- **WHAT THE TASK REQUIRES**: Retype, without any change, the first line of the records and every line after it through the one containing "handled by KeyBindings.".

─── EXTRACTED ENTRIES ───

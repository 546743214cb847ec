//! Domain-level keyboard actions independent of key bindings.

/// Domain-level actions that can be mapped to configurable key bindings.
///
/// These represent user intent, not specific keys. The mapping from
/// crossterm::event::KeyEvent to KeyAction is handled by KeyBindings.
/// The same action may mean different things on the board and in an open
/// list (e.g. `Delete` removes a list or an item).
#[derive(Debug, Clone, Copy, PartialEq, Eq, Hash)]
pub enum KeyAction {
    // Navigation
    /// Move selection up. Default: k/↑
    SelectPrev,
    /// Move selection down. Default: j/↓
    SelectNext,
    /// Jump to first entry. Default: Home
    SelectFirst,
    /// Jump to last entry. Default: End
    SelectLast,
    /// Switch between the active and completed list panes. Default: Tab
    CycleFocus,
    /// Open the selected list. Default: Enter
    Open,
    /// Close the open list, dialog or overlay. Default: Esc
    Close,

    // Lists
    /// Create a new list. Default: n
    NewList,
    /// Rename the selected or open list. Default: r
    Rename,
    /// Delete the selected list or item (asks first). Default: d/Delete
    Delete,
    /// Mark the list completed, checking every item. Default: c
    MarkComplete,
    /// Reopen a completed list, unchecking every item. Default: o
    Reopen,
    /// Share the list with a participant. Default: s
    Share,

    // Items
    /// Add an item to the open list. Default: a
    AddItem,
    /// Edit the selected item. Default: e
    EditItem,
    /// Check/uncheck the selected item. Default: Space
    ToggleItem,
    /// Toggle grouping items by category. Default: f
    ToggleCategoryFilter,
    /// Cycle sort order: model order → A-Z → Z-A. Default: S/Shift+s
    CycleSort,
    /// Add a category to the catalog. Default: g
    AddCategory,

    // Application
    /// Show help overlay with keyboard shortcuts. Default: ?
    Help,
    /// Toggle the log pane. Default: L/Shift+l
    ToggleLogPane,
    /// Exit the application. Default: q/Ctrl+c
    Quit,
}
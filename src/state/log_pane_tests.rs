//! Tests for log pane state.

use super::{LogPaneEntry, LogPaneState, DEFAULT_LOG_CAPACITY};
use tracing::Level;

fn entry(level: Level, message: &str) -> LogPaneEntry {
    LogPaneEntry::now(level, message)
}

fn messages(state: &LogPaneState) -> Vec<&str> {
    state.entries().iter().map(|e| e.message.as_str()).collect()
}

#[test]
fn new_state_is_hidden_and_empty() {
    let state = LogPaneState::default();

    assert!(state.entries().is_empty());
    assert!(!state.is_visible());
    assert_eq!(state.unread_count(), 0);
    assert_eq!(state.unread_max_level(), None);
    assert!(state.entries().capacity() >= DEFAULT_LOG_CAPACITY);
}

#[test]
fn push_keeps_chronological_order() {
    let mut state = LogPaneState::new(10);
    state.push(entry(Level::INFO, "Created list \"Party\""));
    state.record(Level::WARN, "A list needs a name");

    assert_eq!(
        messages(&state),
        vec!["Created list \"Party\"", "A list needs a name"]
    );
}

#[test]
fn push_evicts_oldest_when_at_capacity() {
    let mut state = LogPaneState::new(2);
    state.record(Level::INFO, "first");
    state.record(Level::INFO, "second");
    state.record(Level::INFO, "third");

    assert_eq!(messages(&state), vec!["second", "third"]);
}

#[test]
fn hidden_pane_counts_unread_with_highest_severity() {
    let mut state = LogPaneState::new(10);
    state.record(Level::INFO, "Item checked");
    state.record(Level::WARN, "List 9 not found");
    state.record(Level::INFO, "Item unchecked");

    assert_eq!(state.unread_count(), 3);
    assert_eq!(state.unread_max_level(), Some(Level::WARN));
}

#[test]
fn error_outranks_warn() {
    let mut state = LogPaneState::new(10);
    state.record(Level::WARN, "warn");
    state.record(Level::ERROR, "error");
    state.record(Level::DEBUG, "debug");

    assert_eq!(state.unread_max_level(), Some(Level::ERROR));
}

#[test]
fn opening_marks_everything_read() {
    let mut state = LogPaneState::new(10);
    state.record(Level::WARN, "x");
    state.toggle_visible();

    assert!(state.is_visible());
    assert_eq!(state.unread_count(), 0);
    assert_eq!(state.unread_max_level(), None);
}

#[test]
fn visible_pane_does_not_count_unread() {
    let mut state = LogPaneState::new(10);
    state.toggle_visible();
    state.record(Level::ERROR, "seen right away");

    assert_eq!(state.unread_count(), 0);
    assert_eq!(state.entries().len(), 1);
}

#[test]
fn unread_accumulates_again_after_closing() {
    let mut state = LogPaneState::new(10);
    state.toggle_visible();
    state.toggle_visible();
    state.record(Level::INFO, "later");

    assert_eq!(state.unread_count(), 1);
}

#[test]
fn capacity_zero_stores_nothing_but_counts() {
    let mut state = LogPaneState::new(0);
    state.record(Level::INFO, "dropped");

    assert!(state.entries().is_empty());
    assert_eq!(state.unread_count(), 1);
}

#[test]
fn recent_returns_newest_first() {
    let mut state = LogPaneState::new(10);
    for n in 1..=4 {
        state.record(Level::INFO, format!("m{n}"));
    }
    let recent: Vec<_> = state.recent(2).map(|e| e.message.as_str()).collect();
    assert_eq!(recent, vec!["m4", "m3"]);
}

───

- **EXERCISE SOLUTION**:
repository 546743214cb847ec
//! Domain-level keyboard actions independent of key bindings.

/// Domain-level actions that can be mapped to configurable key bindings.
///
/// These represent user intent, not specific keys. The mapping from
/// crossterm::event::KeyEvent to KeyAction is handled by KeyBindings.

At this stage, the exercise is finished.